This is a big case, counsel says, the biggest case that has ever been tried in this country, but the biggest thing about these big things is from beginning to end it has been a struggle on the one side for ideals and on the other side to suppress those ideals. This thing was started with Hubbard at its head. It is being started today with Hubbard at its head in this courtroom, and I don't believe you will fall for it.
Vanderveer's Closing Argument
There are only two real issues in this case. One is the question: Who was the aggressor in the Armistice Day affray? The other is: Was Eugene Barnett in the Avalon hotel window when that affray occurred?
We have proven by unimpeachable witnesses that there was a raid on the I.W.W. hall in Centralia on November 11—a raid, in which the business interests of the city used members of the American Legion as catspaws. We have shown that Warren O. Grimm, for the killing of whom these defendants are on trial, actually took park in that raid, and was in the very doorway of the hall when the attack was made, despite the attempts of the prosecution to place Grimm 100 feet away when he was shot.
We have proven a complete alibi for Eugene Barnett through unshaken and undisputable witnesses. He was not in the Avalon hotel during the riot; he was in the Roderick hotel lobby; he had no gun and he took no part in the shooting.
In my opening statement, I said I would stand or fall on the issue of: Who was the aggressor on Armistice Day? I have stood by that promise, and stand by it now.
Mr. Abel, specially hired prosecutor in this trial, made the same promise. So did Herman Allen, the official Lewis county prosecutor, who has been so ingloriously shoved aside by Mr. Abel and his colleague, Mr. Cunningham, ever since the beginning here. But a few days ago, when the defense was piling up evidence showing that there was a raid on the I.W.W. hall by the paraders, Mr. Abel backed down.
Why Were the Shots Fired?
I was careful in the beginning to put him on record on that point; all along I knew that he and Mr. Allen would back down on the issue of who was the aggressor; they could not uphold their contention that the Armistice Day paraders were fired upon in cold blood while engaged in lawful and peaceful action.

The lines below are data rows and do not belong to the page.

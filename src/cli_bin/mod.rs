//! CLI module for the mattershift command-line interface
//!
//! Argument parsing lives in [`args`]; [`commands`] bridges parsed arguments
//! to the library's batch driver and operation decoder.

pub mod args;
pub mod commands;
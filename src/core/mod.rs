//! Core library types and functionality for front matter transformation
//!
//! This module contains the domain logic, free of any file system access:
//! - Frontmatter: the parsed, mutable metadata mapping
//! - Operation / OperationSet: the edit vocabulary and ordered edit lists
//! - transform: the engine applying an OperationSet to a Frontmatter
//! - document: locating the metadata block and rewriting a document around it

pub mod document;
pub mod frontmatter;
pub mod operation;
pub mod transform;

pub use document::{rewrite, transform_document, FrontMatterBlock, LineEndings};
pub use frontmatter::Frontmatter;
pub use operation::{Operation, OperationSet};
pub use transform::apply;
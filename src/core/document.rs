//! Locating and rewriting the front matter block of a document
//!
//! A document carries front matter only when its very first line is `---`.
//! The block runs up to the first following line that is exactly `---`
//! (trailing spaces allowed), and the body is everything after that line.
//! Rewriting swaps the block for freshly serialized text and copies the body
//! through byte for byte.

use crate::core::{apply, Frontmatter, OperationSet};
use crate::error::Result;
use once_cell::sync::Lazy;
use regex::Regex;
use std::ops::Range;
use std::path::Path;

static FRONT_MATTER_RE: Lazy<Regex> = Lazy::new(|| {
    Regex::new(r"(?s)\A---[ \t]*(\r?\n)(?:(.*?)\r?\n)??---[ \t]*(?:\r?\n|\z)")
        .expect("front matter pattern is valid")
});

/// Line ending styles
#[derive(Debug, Clone, Copy, PartialEq, Eq)]
pub enum LineEndings {
    /// Unix-style line endings (\n)
    Unix,
    /// Windows-style line endings (\r\n)
    Windows,
}

impl LineEndings {
    pub fn as_str(&self) -> &'static str {
        match self {
            Self::Unix => "\n",
            Self::Windows => "\r\n",
        }
    }

    fn convert(&self, text: &str) -> String {
        match self {
            Self::Unix => text.to_string(),
            Self::Windows => text.replace("\r\n", "\n").replace('\n', "\r\n"),
        }
    }
}

/// The front matter block found at the top of a document
#[derive(Debug, Clone, PartialEq, Eq)]
pub struct FrontMatterBlock<'a> {
    source: &'a str,
    block: Range<usize>,
    end: usize,
    line_endings: LineEndings,
}

impl<'a> FrontMatterBlock<'a> {
    /// Find the block at offset 0 of `text`, if there is one
    pub fn extract(text: &'a str) -> Option<Self> {
        let caps = FRONT_MATTER_RE.captures(text)?;
        let whole = caps.get(0)?;

        let line_endings = match caps.get(1).map(|m| m.as_str()) {
            Some("\r\n") => LineEndings::Windows,
            _ => LineEndings::Unix,
        };

        // An empty block has no content group; anchor it just past the opening line.
        let block = match caps.get(2) {
            Some(m) => m.range(),
            None => {
                let start = caps.get(1).map(|m| m.end()).unwrap_or(whole.end());
                start..start
            }
        };

        Some(Self {
            source: text,
            block,
            end: whole.end(),
            line_endings,
        })
    }

    /// Raw text between the delimiter lines
    pub fn block_text(&self) -> &'a str {
        &self.source[self.block.clone()]
    }

    /// Everything after the closing delimiter line
    pub fn body(&self) -> &'a str {
        &self.source[self.end..]
    }

    /// Byte offset where the body begins
    pub fn end_offset(&self) -> usize {
        self.end
    }

    /// Newline style of the opening delimiter line
    pub fn line_endings(&self) -> LineEndings {
        self.line_endings
    }

    /// Assemble a new document from `serialized` block text and the untouched body
    pub fn rewrite(&self, serialized: &str) -> String {
        rewrite(self.source, self.end, serialized, self.line_endings)
    }
}

/// Build `---` + block + `---` + `original[block_end..]`
pub fn rewrite(
    original: &str,
    block_end: usize,
    serialized: &str,
    line_endings: LineEndings,
) -> String {
    let newline = line_endings.as_str();
    let mut block = line_endings.convert(serialized);
    if !block.is_empty() && !block.ends_with(newline) {
        block.push_str(newline);
    }

    // A closing delimiter at end of input keeps having no newline after it.
    let closing = if original[..block_end].ends_with('\n') {
        newline
    } else {
        ""
    };

    let body = &original[block_end..];
    let mut output = String::with_capacity(block.len() + body.len() + 8);
    output.push_str("---");
    output.push_str(newline);
    output.push_str(&block);
    output.push_str("---");
    output.push_str(closing);
    output.push_str(body);
    output
}

/// Run the full per-document pipeline on decoded text
///
/// Returns `Ok(None)` when the document has no front matter block, so the
/// caller can leave it untouched.
pub fn transform_document(
    text: &str,
    operations: &OperationSet,
    path: &Path,
) -> Result<Option<String>> {
    let Some(block) = FrontMatterBlock::extract(text) else {
        return Ok(None);
    };

    let frontmatter = Frontmatter::parse_at(block.block_text(), path)?;
    let frontmatter = apply(frontmatter, operations);
    let serialized = frontmatter.to_yaml_string()?;

    Ok(Some(block.rewrite(&serialized)))
}

#[cfg(test)]
mod tests {
    use super::*;
    use crate::core::Operation;
    use crate::error::MattershiftError;
    use serde_yaml::Value;

    #[test]
    fn test_extract_basic_block() {
        let text = "---\ntitle: Hello\n---\n# Body\n\nText.";
        let block = FrontMatterBlock::extract(text).unwrap();
        assert_eq!(block.block_text(), "title: Hello");
        assert_eq!(block.body(), "# Body\n\nText.");
        assert_eq!(block.end_offset(), "---\ntitle: Hello\n---\n".len());
        assert_eq!(block.line_endings(), LineEndings::Unix);
    }

    #[test]
    fn test_extract_requires_delimiter_at_start() {
        assert!(FrontMatterBlock::extract("\n---\ntitle: a\n---\n").is_none());
        assert!(FrontMatterBlock::extract("# Heading\n---\na: 1\n---\n").is_none());
        assert!(FrontMatterBlock::extract("").is_none());
    }

    #[test]
    fn test_extract_requires_closing_delimiter() {
        assert!(FrontMatterBlock::extract("---\ntitle: a\nno closing line\n").is_none());
    }

    #[test]
    fn test_extract_first_closing_line_wins() {
        let text = "---\na: 1\n---\nbody\n---\nmore\n";
        let block = FrontMatterBlock::extract(text).unwrap();
        assert_eq!(block.block_text(), "a: 1");
        assert_eq!(block.body(), "body\n---\nmore\n");
    }

    #[test]
    fn test_extract_ignores_lookalike_lines() {
        let text = "---\na: |\n  ----\n  --- not a delimiter\n---\nbody";
        let block = FrontMatterBlock::extract(text).unwrap();
        assert_eq!(block.block_text(), "a: |\n  ----\n  --- not a delimiter");
        assert_eq!(block.body(), "body");
    }

    #[test]
    fn test_extract_tolerates_trailing_spaces_and_blank_lines() {
        let text = "---  \n\ntitle: x\n\n---\t\nbody";
        let block = FrontMatterBlock::extract(text).unwrap();
        assert_eq!(block.block_text(), "\ntitle: x\n");
        assert_eq!(block.body(), "body");
    }

    #[test]
    fn test_extract_block_at_end_of_file() {
        let block = FrontMatterBlock::extract("---\na: 1\n---").unwrap();
        assert_eq!(block.block_text(), "a: 1");
        assert_eq!(block.body(), "");
        assert_eq!(block.rewrite("b: 2\n"), "---\nb: 2\n---");
    }

    #[test]
    fn test_extract_empty_block() {
        let block = FrontMatterBlock::extract("---\n---\nbody").unwrap();
        assert_eq!(block.block_text(), "");
        assert_eq!(block.body(), "body");
    }

    #[test]
    fn test_empty_block_closes_before_body_rule() {
        let block = FrontMatterBlock::extract("---\n---\nIntro\n\n---\n\nMore\n").unwrap();
        assert_eq!(block.block_text(), "");
        assert_eq!(block.body(), "Intro\n\n---\n\nMore\n");
    }

    #[test]
    fn test_empty_block_keeps_body_out_of_metadata() {
        let operations = OperationSet::default().with(Operation::Add {
            key: "x".into(),
            value: Value::from(1i64),
        });
        let text = "---\n---\ntitle: body line\n---\nrest\n";
        let rewritten = transform_document(text, &operations, Path::new("a.md")).unwrap();
        assert_eq!(
            rewritten.as_deref(),
            Some("---\nx: 1\n---\ntitle: body line\n---\nrest\n")
        );
    }

    #[test]
    fn test_extract_windows_line_endings() {
        let text = "---\r\ntitle: a\r\n---\r\nbody\r\n";
        let block = FrontMatterBlock::extract(text).unwrap();
        assert_eq!(block.block_text(), "title: a");
        assert_eq!(block.body(), "body\r\n");
        assert_eq!(block.line_endings(), LineEndings::Windows);
    }

    #[test]
    fn test_rewrite_keeps_body() {
        let text = "---\ntitle: a\n---\n\n# Body  \n  indented\n";
        let block = FrontMatterBlock::extract(text).unwrap();
        let rewritten = block.rewrite("slug: a\n");
        assert_eq!(rewritten, "---\nslug: a\n---\n\n# Body  \n  indented\n");
    }

    #[test]
    fn test_rewrite_windows_line_endings() {
        let text = "---\r\ntitle: a\r\n---\r\nbody";
        let block = FrontMatterBlock::extract(text).unwrap();
        assert_eq!(
            block.rewrite("title: a\ntags:\n- x\n"),
            "---\r\ntitle: a\r\ntags:\r\n- x\r\n---\r\nbody"
        );
    }

    #[test]
    fn test_transform_without_block_is_none() {
        let ops = OperationSet::new(vec![Operation::Delete { key: "a".into() }]);
        let out = transform_document("plain text", &ops, Path::new("a.md")).unwrap();
        assert!(out.is_none());
    }

    #[test]
    fn test_transform_empty_operation_set_preserves_structure_and_body() {
        let text = "---\ntitle:   Hello\ntags: [a,   b]\n---\nBody stays\n  exactly.\n";
        let out = transform_document(text, &OperationSet::default(), Path::new("a.md"))
            .unwrap()
            .unwrap();

        let original = FrontMatterBlock::extract(text).unwrap();
        let rewritten = FrontMatterBlock::extract(&out).unwrap();
        assert_eq!(rewritten.body(), original.body());
        assert_eq!(
            Frontmatter::parse(rewritten.block_text()).unwrap(),
            Frontmatter::parse(original.block_text()).unwrap()
        );
    }

    #[test]
    fn test_transform_applies_operations() {
        let text = "---\ntitle: A\ntags: [x]\n---\nbody";
        let ops = OperationSet::new(vec![
            Operation::Rename {
                key: "title".into(),
                new_key: "slug".into(),
            },
            Operation::AddArrayMember {
                key: "tags".into(),
                value: Value::from("y"),
            },
        ]);
        let out = transform_document(text, &ops, Path::new("a.md"))
            .unwrap()
            .unwrap();
        assert_eq!(out, "---\ntags:\n- x\n- y\nslug: A\n---\nbody");
    }

    #[test]
    fn test_transform_invalid_block_is_error() {
        let text = "---\ntitle: [unclosed\n---\nbody";
        let err = transform_document(text, &OperationSet::default(), Path::new("bad.md"))
            .unwrap_err();
        assert!(matches!(err, MattershiftError::InvalidFrontMatter { .. }));
    }
}
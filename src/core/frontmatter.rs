//! Structured front matter mapping
//!
//! [`Frontmatter`] owns the parsed metadata block as an insertion-ordered YAML
//! mapping. It is parsed once per document, mutated in place by the
//! transformation engine, and serialized once.

use crate::error::{MattershiftError, Result};
use serde::{Deserialize, Serialize};
use serde_yaml::{Mapping, Value};
use std::path::Path;

/// An ordered mapping from keys to YAML values
#[derive(Debug, Clone, Default, PartialEq, Serialize, Deserialize)]
#[serde(transparent)]
pub struct Frontmatter {
    map: Mapping,
}

impl Frontmatter {
    /// Create an empty mapping
    pub fn new() -> Self {
        Self::default()
    }

    /// Wrap an existing YAML mapping
    pub fn from_mapping(map: Mapping) -> Self {
        Self { map }
    }

    /// Parse block text that did not come from a file
    pub fn parse(text: &str) -> Result<Self> {
        Self::parse_at(text, Path::new("<input>"))
    }

    /// Parse block text, attributing failures to `path`
    ///
    /// A block holding nothing but whitespace and comments is an empty
    /// mapping. Anything else must have a mapping at its root.
    pub fn parse_at(text: &str, path: &Path) -> Result<Self> {
        if is_blank_block(text) {
            return Ok(Self::new());
        }

        let value: Value = serde_yaml::from_str(text)
            .map_err(|e| MattershiftError::invalid_front_matter(path, e.to_string()))?;

        match value {
            Value::Mapping(map) => Ok(Self { map }),
            other => Err(MattershiftError::invalid_front_matter(
                path,
                format!("expected a mapping, found {}", describe(&other)),
            )),
        }
    }

    /// Serialize to block text (no delimiters, trailing newline included)
    pub fn to_yaml_string(&self) -> Result<String> {
        Ok(serde_yaml::to_string(&self.map)?)
    }

    /// Borrow the underlying mapping
    pub fn as_mapping(&self) -> &Mapping {
        &self.map
    }

    /// Consume into the underlying mapping
    pub fn into_mapping(self) -> Mapping {
        self.map
    }

    /// Number of top-level keys
    pub fn len(&self) -> usize {
        self.map.len()
    }

    /// Whether the mapping has no keys
    pub fn is_empty(&self) -> bool {
        self.map.is_empty()
    }

    /// Whether `key` is present at the top level
    pub fn contains_key(&self, key: &str) -> bool {
        self.map.contains_key(key)
    }

    /// Borrow the value under `key`
    pub fn get(&self, key: &str) -> Option<&Value> {
        self.map.get(key)
    }

    /// Mutably borrow the value under `key`
    pub fn get_mut(&mut self, key: &str) -> Option<&mut Value> {
        self.map.get_mut(key)
    }

    /// Set `key`, keeping its position if it already exists
    pub fn insert(&mut self, key: &str, value: Value) -> Option<Value> {
        self.map.insert(Value::String(key.to_owned()), value)
    }

    /// Set an entry whose key may be any YAML value
    pub fn insert_entry(&mut self, key: Value, value: Value) -> Option<Value> {
        self.map.insert(key, value)
    }

    /// Remove `key`, preserving the order of the remaining keys
    pub fn remove(&mut self, key: &str) -> Option<Value> {
        self.map.shift_remove(key)
    }

    /// Iterate keys in their current order
    pub fn keys(&self) -> impl Iterator<Item = &Value> {
        self.map.iter().map(|(k, _)| k)
    }
}

impl From<Mapping> for Frontmatter {
    fn from(map: Mapping) -> Self {
        Self::from_mapping(map)
    }
}

fn is_blank_block(text: &str) -> bool {
    text.lines().all(|line| {
        let line = line.trim();
        line.is_empty() || line.starts_with('#')
    })
}

fn describe(value: &Value) -> &'static str {
    match value {
        Value::Null => "null",
        Value::Bool(_) => "a boolean",
        Value::Number(_) => "a number",
        Value::String(_) => "a string",
        Value::Sequence(_) => "a sequence",
        Value::Mapping(_) => "a mapping",
        Value::Tagged(_) => "a tagged value",
    }
}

What possible motive could these boys have had for firing upon innocent marching soldiers? It is true that the marchers were fired upon; that shots were fired by some of these defendants; but why were the shots fired?
There is only one reason why—they were defending their own legal property against unlawful invasion and attack; they were defending the dwelling place of Britt Smith, their secretary.
And they had full right to defend their lives and that property and that home against violence or destruction; they had a right to use force, if necessary, to effect that defense. The law gives them that right; and it accrues to them also from all of the wells of elementary justice.
The law says that when a man or group of men have reason to fear attack from superior numbers, they may provide whatever protection they may deem necessary to repel such an attack. And it says also that if a man who is in bad company when such an attack is made happens to be killed by the defenders, those defenders are not to be considered guilty of that man's death.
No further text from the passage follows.